Actress Meryl Streep decided to take Tuesday night's National Board of Review awards dinner as a time to share her opinion of former director, animator and screenwriter Walt Disney.
Streep's nine-minute commentary didn't come during an acceptance speech, rather as she was awarding fellow actress Emma Thompson for her role as P.L. Travers, the author of "Mary Poppins," in the film "Saving Mr. Banks." This film, which was released in December, was the first to feature Disney as a character in a movie, who was played by actor Tom Hanks.
After Streep acknowledged Thompson, and read a poem she had written for Thompson, she began to discuss her apparent disapproval of the late Disney, particularly his view of women.
"Some of his associates reported that Walt Disney didn’t really like women," Streep said, according to Variety.
The actress called Disney a "gender bigot" and referred to his support of "an anti-Semitic industry lobbying group," Variety reported.
Since Streep's statements, the Disney family has rallied in support of the successful filmmaker. Wednesday night, the Walt Disney Family Museum Twitter account shared this tweet:
Hey @officialMStreep! Want the real truth about Walt Disney? Visit the museum and we'll give you a tour. Or, you know... Google it. :)— Walt Disney Museum (@WDFMuseum) January 8, 2014
Many also began to pass along a blog post written by former animator Floyd Norman, who worked with Disney on several films, including "Sleeping Beauty," "The Jungle Book," "The Sword in the Stone" and other projects.
In Norman's post "Sophie's Poor Choice," he responds to Streep's allegations, with the title referencing Streep's role in the 1982 film "Sophie's Choice."
Norman opens the discussion by questioning how anyone could make statements about someone they've never met.
"It would appear a number of people in Hollywood and elsewhere know a good deal about a studio that never employed them," Norman wrote. "They also seem to be quite knowledgeable about a man they never met. This is to be expected, of course. When it comes to history, it appears everybody’s an expert."
Disney's former employee then points out how America has changed since the time of his respected boss.
"We already know women were not given the opportunities they deserved back in the '30s. This was not something practiced at Walt Disney Productions alone.
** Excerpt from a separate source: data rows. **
use std::fmt;

use crate::expression::ast::{Expr, UnaryOp};
use crate::expression::builtin::MathFn;

/// Canonical source form.
///
/// Every compound node is parenthesized, so printing a simplified tree and parsing it back
/// yields the same tree once simplified again. Sequences are only printable at the top level.
impl fmt::Display for Expr {
    fn fmt(&self, f: &mut fmt::Formatter<'_>) -> fmt::Result {
        match self {
            Self::Sequence(stmts) => {
                for (i, s) in stmts.iter().enumerate() {
                    if i > 0 {
                        f.write_str("; ")?;
                    }
                    write_expr(f, s)?;
                }
                Ok(())
            }
            _ => write_expr(f, self),
        }
    }
}

fn write_expr(f: &mut fmt::Formatter<'_>, e: &Expr) -> fmt::Result {
    match e {
        Expr::Constant(v) => write_number(f, *v),
        Expr::Ref { scope, name } => write!(f, "{scope}.{name}"),
        Expr::Unary { op, expr } => {
            let sym = match op {
                UnaryOp::Neg => "-",
                UnaryOp::Not => "!",
            };
            f.write_str("(")?;
            f.write_str(sym)?;
            write_expr(f, expr)?;
            f.write_str(")")
        }
        Expr::Binary { op, left, right } => {
            f.write_str("(")?;
            write_expr(f, left)?;
            write!(f, " {} ", op.symbol())?;
            write_expr(f, right)?;
            f.write_str(")")
        }
        Expr::Ternary {
            cond,
            then,
            otherwise,
        } => {
            f.write_str("(")?;
            write_expr(f, cond)?;
            f.write_str(" ? ")?;
            write_expr(f, then)?;
            f.write_str(" : ")?;
            write_expr(f, otherwise)?;
            f.write_str(")")
        }
        Expr::Assign {
            op,
            scope,
            name,
            value,
        } => {
            write!(f, "({scope}.{name} {} ", op.symbol())?;
            write_expr(f, value)?;
            f.write_str(")")
        }
        Expr::Sequence(stmts) => {
            f.write_str("(")?;
            for (i, s) in stmts.iter().enumerate() {
                if i > 0 {
                    f.write_str("; ")?;
                }
                write_expr(f, s)?;
            }
            f.write_str(")")
        }
        Expr::Call { func, args } => {
            if *func == MathFn::Pi {
                return write!(f, "{func}");
            }
            write!(f, "{func}(")?;
            for (i, a) in args.iter().enumerate() {
                if i > 0 {
                    f.write_str(", ")?;
                }
                write_expr(f, a)?;
            }
            f.write_str(")")
        }
    }
}

fn write_number(f: &mut fmt::Formatter<'_>, v: f32) -> fmt::Result {
    if v.is_nan() {
        f.write_str("(0 / 0)")
    } else if v.is_infinite() {
        if v > 0.0 {
            f.write_str("(1 / 0)")
        } else {
            f.write_str("(-1 / 0)")
        }
    } else if v.is_sign_negative() {
        // Literals are unsigned; negation is an operator.
        write!(f, "(-{})", -v)
    } else {
        write!(f, "{v}")
    }
}

#[cfg(test)]
#[path = "../../tests/unit/expression/print.rs"]
mod tests;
This was true of American business in general," Norman wrote.
"Were they denied the opportunity to compete with the boys over in the Animation Building? You bet they were. In spite of that, during the war years, young women proved they had what it took to compete with the big boys."
Norman also addressed Streep's statement regarding Disney's alleged "anti-Semitism" but ultimately recognized that Disney made mistakes, that things have changed in the company since his passing and how that's for the better. Yet, Norman says Disney does not deserve to be defamed.
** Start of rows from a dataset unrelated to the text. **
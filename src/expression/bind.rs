use std::collections::{HashMap, HashSet};

use crate::expression::ast::{Expr, Scope};

/// How a bound name gets its value.
#[derive(Debug, Clone, Copy, PartialEq)]
pub enum Binder {
    /// Fixed value.
    Const(f32),
    /// Index into the `values` slice passed to [`Expr::bind`].
    Arg(usize),
}

/// Names to substitute when specializing a template for one instance.
#[derive(Debug, Clone, Default)]
pub struct BindCtx {
    binders: HashMap<Scope, HashMap<String, Binder>>,
}

impl BindCtx {
    /// Empty context; binding against it is the identity.
    pub fn new() -> Self {
        Self::default()
    }

    /// Bind `scope.name` to a fixed value.
    pub fn constant(mut self, scope: Scope, name: impl Into<String>, value: f32) -> Self {
        self.insert(scope, name, Binder::Const(value));
        self
    }

    /// Bind `scope.name` to `values[index]`.
    pub fn argument(mut self, scope: Scope, name: impl Into<String>, index: usize) -> Self {
        self.insert(scope, name, Binder::Arg(index));
        self
    }

    /// Insert or replace a binder.
    pub fn insert(&mut self, scope: Scope, name: impl Into<String>, binder: Binder) {
        self.binders
            .entry(scope)
            .or_default()
            .insert(name.into(), binder);
    }

    /// Binder for `scope.name`, if any.
    pub fn get(&self, scope: Scope, name: &str) -> Option<Binder> {
        self.binders.get(&scope)?.get(name).copied()
    }

    /// Number of binders.
    pub fn len(&self) -> usize {
        self.binders.values().map(HashMap::len).sum()
    }

    /// Whether no binders are registered.
    pub fn is_empty(&self) -> bool {
        self.binders.values().all(HashMap::is_empty)
    }
}

impl Expr {
    /// Replace bound references with constants.
    ///
    /// Names the tree assigns to anywhere are left alone, since their value changes during
    /// evaluation. References with no binder, or with an argument index outside `values`, are
    /// kept as-is and resolve at evaluation time. Binding is idempotent.
    pub fn bind(&self, ctx: &BindCtx, values: &[f32]) -> Expr {
        if ctx.is_empty() {
            return self.clone();
        }
        let mut assigned: HashMap<Scope, HashSet<String>> = HashMap::new();
        self.for_each_assignment(&mut |scope, name| {
            assigned.entry(scope).or_default().insert(name.to_owned());
        });
        self.bind_inner(ctx, values, &assigned)
    }

    fn bind_inner(
        &self,
        ctx: &BindCtx,
        values: &[f32],
        assigned: &HashMap<Scope, HashSet<String>>,
    ) -> Expr {
        let rec = |e: &Expr| Box::new(e.bind_inner(ctx, values, assigned));
        match self {
            Self::Constant(_) => self.clone(),
            Self::Ref { scope, name } => {
                if assigned.get(scope).is_some_and(|names| names.contains(name)) {
                    return self.clone();
                }
                match ctx.get(*scope, name) {
                    Some(Binder::Const(v)) => Expr::Constant(v),
                    Some(Binder::Arg(i)) => match values.get(i) {
                        Some(v) => Expr::Constant(*v),
                        None => {
                            tracing::debug!(%scope, %name, index = i, "bind argument out of range");
                            self.clone()
                        }
                    },
                    None => {
                        tracing::trace!(%scope, %name, "left unbound");
                        self.clone()
                    }
                }
            }
            Self::Unary { op, expr } => Expr::Unary {
                op: *op,
                expr: rec(expr),
            },
            Self::Binary { op, left, right } => Expr::Binary {
                op: *op,
                left: rec(left),
                right: rec(right),
            },
            Self::Ternary {
                cond,
                then,
                otherwise,
            } => Expr::Ternary {
                cond: rec(cond),
                then: rec(then),
                otherwise: rec(otherwise),
            },
            Self::Assign {
                op,
                scope,
                name,
                value,
            } => Expr::Assign {
                op: *op,
                scope: *scope,
                name: name.clone(),
                value: rec(value),
            },
            Self::Sequence(stmts) => Expr::Sequence(
                stmts
                    .iter()
                    .map(|s| s.bind_inner(ctx, values, assigned))
                    .collect(),
            ),
            Self::Call { func, args } => Expr::Call {
                func: *func,
                args: args
                    .iter()
                    .map(|a| a.bind_inner(ctx, values, assigned))
                    .collect(),
            },
        }
    }
}

#[cfg(test)]
#[path = "../../tests/unit/expression/bind.rs"]
mod tests;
"To be sure, Walt Disney had his faults like the rest of us. He was not a perfect man nor did we expect him to be. Like most of us, he continued to grow as he moved through life and in time he recognized women could compete alongside men," Norman wrote.
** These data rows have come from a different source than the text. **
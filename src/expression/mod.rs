pub(crate) mod ast;
pub(crate) mod bind;
pub(crate) mod builtin;
pub(crate) mod compiler;
pub(crate) mod eval;
pub(crate) mod lexer;
pub(crate) mod parser;
pub(crate) mod print;
pub(crate) mod simplify;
"He knew that talent had no color or ethnicity, and he judged people by their ability to do their job and do it well. Walt Disney was a man of his time, but he was determined not to be imprisoned by it. He dreamed of a better world and even had the audacity to try and build it. Hardly an American to be vilified. Walt Disney deserves to be celebrated."
The Walt Disney Family Museum also responded with their own blog post titled, "In Defense of Walt Disney."